### Data for this exercise
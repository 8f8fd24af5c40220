//! Frame preemption (IEEE 802.1Qbu / 802.3br) family.

mod connection;
mod types;

pub use connection::FpConnection;
pub use types::{FpPortConfig, FpPortStatus};

/// Generic Netlink family name for frame preemption.
pub const FP_GENL_NAME: &str = "lan966x_netlink";

/// Family interface version.
pub const FP_GENL_VERSION: u8 = 1;

/// Frame preemption commands.
#[repr(u8)]
#[derive(Debug, Clone, Copy, PartialEq, Eq)]
pub enum FpCmd {
    ConfSet = 0,
    ConfGet = 1,
    StatusGet = 2,
}

/// Frame preemption attributes.
#[repr(u16)]
#[derive(Debug, Clone, Copy, PartialEq, Eq)]
pub enum FpAttr {
    None = 0,
    Conf = 1,
    Status = 2,
    Idx = 3,
}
######
Every entry must be printed again, exactly as it reads.

repository 8f8fd24af5c40220
//! Frame preemption (IEEE 802.1Qbu / 802.3br) family.

mod connection;
mod types;

pub use connection::FpConnection;
pub use types::{FpPortConfig, FpPortStatus};

/// Generic Netlink family name for frame preemption.
pub const FP_GENL_NAME: &str = "lan966x_netlink";

/// Family interface version.
pub const FP_GENL_VERSION: u8 = 1;

/// Frame preemption commands.
#[repr(u8)]
#[derive(Debug, Clone, Copy, PartialEq, Eq)]
pub enum FpCmd {
    ConfSet = 0,
    ConfGet = 1,
    StatusGet = 2,
}

/// Frame preemption attributes.
#[repr(u16)]
#[derive(Debug, Clone, Copy, PartialEq, Eq)]
pub enum FpAttr {
    None = 0,
    Conf = 1,
    Status = 2,
    Idx = 3,
}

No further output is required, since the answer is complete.